What the task asks: Your result should be the lines holding the word "RumbleState", copied from the entries below.

[Stored dataset items]
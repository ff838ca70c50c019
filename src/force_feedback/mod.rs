#[cfg(target_os = "linux")]
mod linux;
mod worker;

#[cfg(target_os = "linux")]
pub use linux::RumbleDevice;
pub use worker::HapticWorker;

use crate::controller::SlotId;
use std::rc::Rc;
use std::sync::Arc;

/// Haptic collaborator used by the controller layer.
///
/// Fire-and-forget: implementations clamp intensities to 0.0..1.0 and must
/// not block the frame loop.
pub trait Haptics {
    fn set_vibration(&self, slot: SlotId, left: f32, right: f32) -> anyhow::Result<()>;
}

impl<T: Haptics + ?Sized> Haptics for &T {
    fn set_vibration(&self, slot: SlotId, left: f32, right: f32) -> anyhow::Result<()> {
        (**self).set_vibration(slot, left, right)
    }
}

impl<T: Haptics + ?Sized> Haptics for Rc<T> {
    fn set_vibration(&self, slot: SlotId, left: f32, right: f32) -> anyhow::Result<()> {
        (**self).set_vibration(slot, left, right)
    }
}

impl<T: Haptics + ?Sized> Haptics for Arc<T> {
    fn set_vibration(&self, slot: SlotId, left: f32, right: f32) -> anyhow::Result<()> {
        (**self).set_vibration(slot, left, right)
    }
}

impl<T: Haptics + ?Sized> Haptics for Box<T> {
    fn set_vibration(&self, slot: SlotId, left: f32, right: f32) -> anyhow::Result<()> {
        (**self).set_vibration(slot, left, right)
    }
}

/// Used when no rumble-capable device is available
#[derive(Debug, Default, Clone, Copy)]
pub struct NullHaptics;

impl Haptics for NullHaptics {
    fn set_vibration(&self, slot: SlotId, left: f32, right: f32) -> anyhow::Result<()> {
        log::debug!("{}: no haptics, dropping vibration {:.2}/{:.2}", slot, left, right);
        Ok(())
    }
}

/// Motor strengths sent to a device
#[derive(Debug, Clone, Copy, Default, PartialEq)]
pub struct RumbleState {
    /// Large motor strength (0.0 to 1.0)
    pub large_motor: f32,
    /// Small motor strength (0.0 to 1.0)
    pub small_motor: f32,
}

impl RumbleState {
    pub fn new(large_motor: f32, small_motor: f32) -> Self {
        Self {
            large_motor: large_motor.clamp(0.0, 1.0),
            small_motor: small_motor.clamp(0.0, 1.0),
        }
    }

    pub fn is_idle(&self) -> bool {
        self.large_motor == 0.0 && self.small_motor == 0.0
    }
}

/// Trait for rumble output to physical devices
pub trait ForceFeedback: Send {
    /// large_motor -> left (strong) motor
    /// small_motor -> right (weak) motor
    fn apply_rumble(&mut self, rumble: &RumbleState) -> anyhow::Result<()>;

    /// Stop all force feedback effects
    fn stop(&mut self) -> anyhow::Result<()>;

    /// Check if the device is available
    fn is_available(&self) -> bool;
}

Solved problem:
pub struct RumbleState {
impl RumbleState {
    fn apply_rumble(&mut self, rumble: &RumbleState) -> anyhow::Result<()>;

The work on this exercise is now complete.